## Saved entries

┄┄┄┄┄┄┄┄┄┄

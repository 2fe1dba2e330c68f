//! Change-journal adapter.
//!
//! Decodes file-system change-journal entries. The journal reason
//! string becomes the event kind, qualified as `Usn:<reason>` so
//! journal events remain distinguishable from metadata-table events
//! touching the same path.

use serde::{Deserialize, Serialize};

use crate::types::{Provenance, RawIdentity, RawRecord, RawTimestamp};

use super::{ArtifactAdapter, SourceError, DEFAULT_RECORD_CAP};

/// One change-journal entry from the provider.
#[derive(Debug, Clone, Serialize, Deserialize)]
pub struct ChangeJournalRecord {
    /// Update sequence number of the entry.
    pub usn: u64,
    /// Reason the entry was written, e.g. `FileCreate`, `FileDelete`.
    pub reason: String,
    /// Path the entry refers to.
    pub path: String,
    /// When the journal entry was written.
    pub at: RawTimestamp,
}

/// Adapter over a change-journal query provider.
pub struct ChangeJournalAdapter<I> {
    records: I,
    cap: usize,
}

impl<I> ChangeJournalAdapter<I> {
    /// Wrap a provider iterator with the default record cap.
    pub fn new(records: I) -> Self {
        Self { records, cap: DEFAULT_RECORD_CAP }
    }

    /// Override the record cap.
    pub fn with_record_cap(mut self, cap: usize) -> Self {
        self.cap = cap;
        self
    }
}

impl<I> ArtifactAdapter for ChangeJournalAdapter<I>
where
    I: Iterator<Item = Result<ChangeJournalRecord, SourceError>> + Send,
{
    fn provenance(&self) -> Provenance {
        Provenance::ChangeJournal
    }

    fn label(&self) -> &str {
        "change journal"
    }

    fn record_cap(&self) -> usize {
        self.cap
    }

    fn next_record(&mut self) -> Result<Option<RawRecord>, SourceError> {
        let Some(entry) = self.records.next() else {
            return Ok(None);
        };
        let entry = entry?;

        if entry.reason.is_empty() {
            return Err(SourceError::CorruptRecord(format!(
                "journal entry {} has no reason flags",
                entry.usn
            )));
        }

        let detail = format!("USN {}: {} on {}", entry.usn, entry.reason, entry.path);
        Ok(Some(RawRecord::single(
            format!("Usn:{}", entry.reason),
            entry.at,
            RawIdentity::Unknown,
            entry.path,
            detail,
        )))
    }
}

┄┄┄┄┄┄┄┄┄┄

## Problem to work on
Line by line, retype all of the records exactly.

## Exercise response
repository 2fe1dba2e330c68f
//! Change-journal adapter.
//!
//! Decodes file-system change-journal entries. The journal reason
//! string becomes the event kind, qualified as `Usn:<reason>` so
//! journal events remain distinguishable from metadata-table events
//! touching the same path.

use serde::{Deserialize, Serialize};

use crate::types::{Provenance, RawIdentity, RawRecord, RawTimestamp};

use super::{ArtifactAdapter, SourceError, DEFAULT_RECORD_CAP};

/// One change-journal entry from the provider.
#[derive(Debug, Clone, Serialize, Deserialize)]
pub struct ChangeJournalRecord {
    /// Update sequence number of the entry.
    pub usn: u64,
    /// Reason the entry was written, e.g. `FileCreate`, `FileDelete`.
    pub reason: String,
    /// Path the entry refers to.
    pub path: String,
    /// When the journal entry was written.
    pub at: RawTimestamp,
}

/// Adapter over a change-journal query provider.
pub struct ChangeJournalAdapter<I> {
    records: I,
    cap: usize,
}

impl<I> ChangeJournalAdapter<I> {
    /// Wrap a provider iterator with the default record cap.
    pub fn new(records: I) -> Self {
        Self { records, cap: DEFAULT_RECORD_CAP }
    }

    /// Override the record cap.
    pub fn with_record_cap(mut self, cap: usize) -> Self {
        self.cap = cap;
        self
    }
}

impl<I> ArtifactAdapter for ChangeJournalAdapter<I>
where
    I: Iterator<Item = Result<ChangeJournalRecord, SourceError>> + Send,
{
    fn provenance(&self) -> Provenance {
        Provenance::ChangeJournal
    }

    fn label(&self) -> &str {
        "change journal"
    }

    fn record_cap(&self) -> usize {
        self.cap
    }

    fn next_record(&mut self) -> Result<Option<RawRecord>, SourceError> {
        let Some(entry) = self.records.next() else {
            return Ok(None);
        };
        let entry = entry?;

        if entry.reason.is_empty() {
            return Err(SourceError::CorruptRecord(format!(
                "journal entry {} has no reason flags",
                entry.usn
            )));
        }

        let detail = format!("USN {}: {} on {}", entry.usn, entry.reason, entry.path);
        Ok(Some(RawRecord::single(
            format!("Usn:{}", entry.reason),
            entry.at,
            RawIdentity::Unknown,
            entry.path,
            detail,
        )))
    }
}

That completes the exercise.